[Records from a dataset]
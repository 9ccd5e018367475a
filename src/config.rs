//! # Conversion Configuration
//!
//! Optional YAML settings for a conversion run. Every key may be omitted.
//!
//! ```yaml
//! adjacency: touching      # touching | strict
//! notes-tolerance: 0       # ticks between onsets still counted as one chord
//! skip-channels: [9]       # 0-based MIDI channels to ignore (9 = GM drums)
//! ```

use serde::Deserialize;

use crate::error::ConvertError;

/// When a track whose last chord ends exactly where a new chord starts may
/// take that chord.
#[derive(Debug, Clone, Copy, PartialEq, Eq, Default)]
pub enum Adjacency {
    /// Back-to-back chords share a track (`end <= start`).
    #[default]
    Touching,
    /// Only chords separated by a real gap share a track (`end < start`).
    Strict,
}

impl Adjacency {
    pub fn from_str(s: &str) -> Option<Self> {
        match s.trim().to_ascii_lowercase().as_str() {
            "touching" => Some(Adjacency::Touching),
            "strict" => Some(Adjacency::Strict),
            _ => None,
        }
    }

    /// Whether a track ending at `track_end` can accept a chord at `start`.
    pub fn accepts(self, track_end: u64, start: u64) -> bool {
        match self {
            Adjacency::Touching => track_end <= start,
            Adjacency::Strict => track_end < start,
        }
    }
}

/// Raw configuration for YAML deserialization
#[derive(Deserialize, Debug, Default)]
#[serde(rename_all = "kebab-case", deny_unknown_fields)]
pub struct RawConfig {
    pub adjacency: Option<String>,
    pub notes_tolerance: Option<u64>,
    pub skip_channels: Option<Vec<u8>>,
}

#[derive(Debug, Clone, PartialEq, Default)]
pub struct ConvertConfig {
    pub adjacency: Adjacency,
    pub notes_tolerance: u64,
    pub skip_channels: Vec<u8>,
}

impl ConvertConfig {
    /// Parse and validate a YAML configuration document.
    pub fn from_yaml(content: &str) -> Result<Self, ConvertError> {
        // An empty file deserializes to unit, not a mapping
        if content.trim().is_empty() {
            return Ok(ConvertConfig::default());
        }

        let raw: RawConfig =
            serde_yaml::from_str(content).map_err(|e| ConvertError::Config(e.to_string()))?;

        let adjacency = match &raw.adjacency {
            Some(s) => Adjacency::from_str(s)
                .ok_or_else(|| ConvertError::Config(format!("unknown adjacency '{}'", s)))?,
            None => Adjacency::default(),
        };

        let skip_channels = raw.skip_channels.unwrap_or_default();
        if let Some(channel) = skip_channels.iter().find(|&&c| c > 15) {
            return Err(ConvertError::Config(format!(
                "channel {} is out of range 0-15",
                channel
            )));
        }

        Ok(ConvertConfig {
            adjacency,
            notes_tolerance: raw.notes_tolerance.unwrap_or(0),
            skip_channels,
        })
    }

    pub fn skips_channel(&self, channel: u8) -> bool {
        self.skip_channels.contains(&channel)
    }
}

#[cfg(test)]
mod tests {
    use super::*;

    #[test]
    fn test_empty_config_uses_defaults() {
        let config = ConvertConfig::from_yaml("").unwrap();
        assert_eq!(config, ConvertConfig::default());
        assert_eq!(config.adjacency, Adjacency::Touching);
    }

    #[test]
    fn test_full_config() {
        let source = r#"
adjacency: strict
notes-tolerance: 12
skip-channels: [9, 10]
"#;
        let config = ConvertConfig::from_yaml(source).unwrap();
        assert_eq!(config.adjacency, Adjacency::Strict);
        assert_eq!(config.notes_tolerance, 12);
        assert!(config.skips_channel(9));
        assert!(!config.skips_channel(0));
    }

    #[test]
    fn test_unknown_adjacency() {
        let err = ConvertConfig::from_yaml("adjacency: loose").unwrap_err();
        assert_eq!(err.to_string(), "Invalid configuration: unknown adjacency 'loose'");
    }

    #[test]
    fn test_unknown_key_is_rejected() {
        assert!(matches!(
            ConvertConfig::from_yaml("tempo: 120"),
            Err(ConvertError::Config(_))
        ));
    }

    #[test]
    fn test_channel_out_of_range() {
        assert!(ConvertConfig::from_yaml("skip-channels: [16]").is_err());
    }

    #[test]
    fn test_adjacency_comparison() {
        assert!(Adjacency::Touching.accepts(100, 100));
        assert!(!Adjacency::Strict.accepts(100, 100));
        assert!(Adjacency::Strict.accepts(99, 100));
        assert!(!Adjacency::Touching.accepts(101, 100));
    }
}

Required work >> Each line of the data that contains "struct" belongs in the answer.

Answer space >>
pub struct RawConfig {
pub struct ConvertConfig {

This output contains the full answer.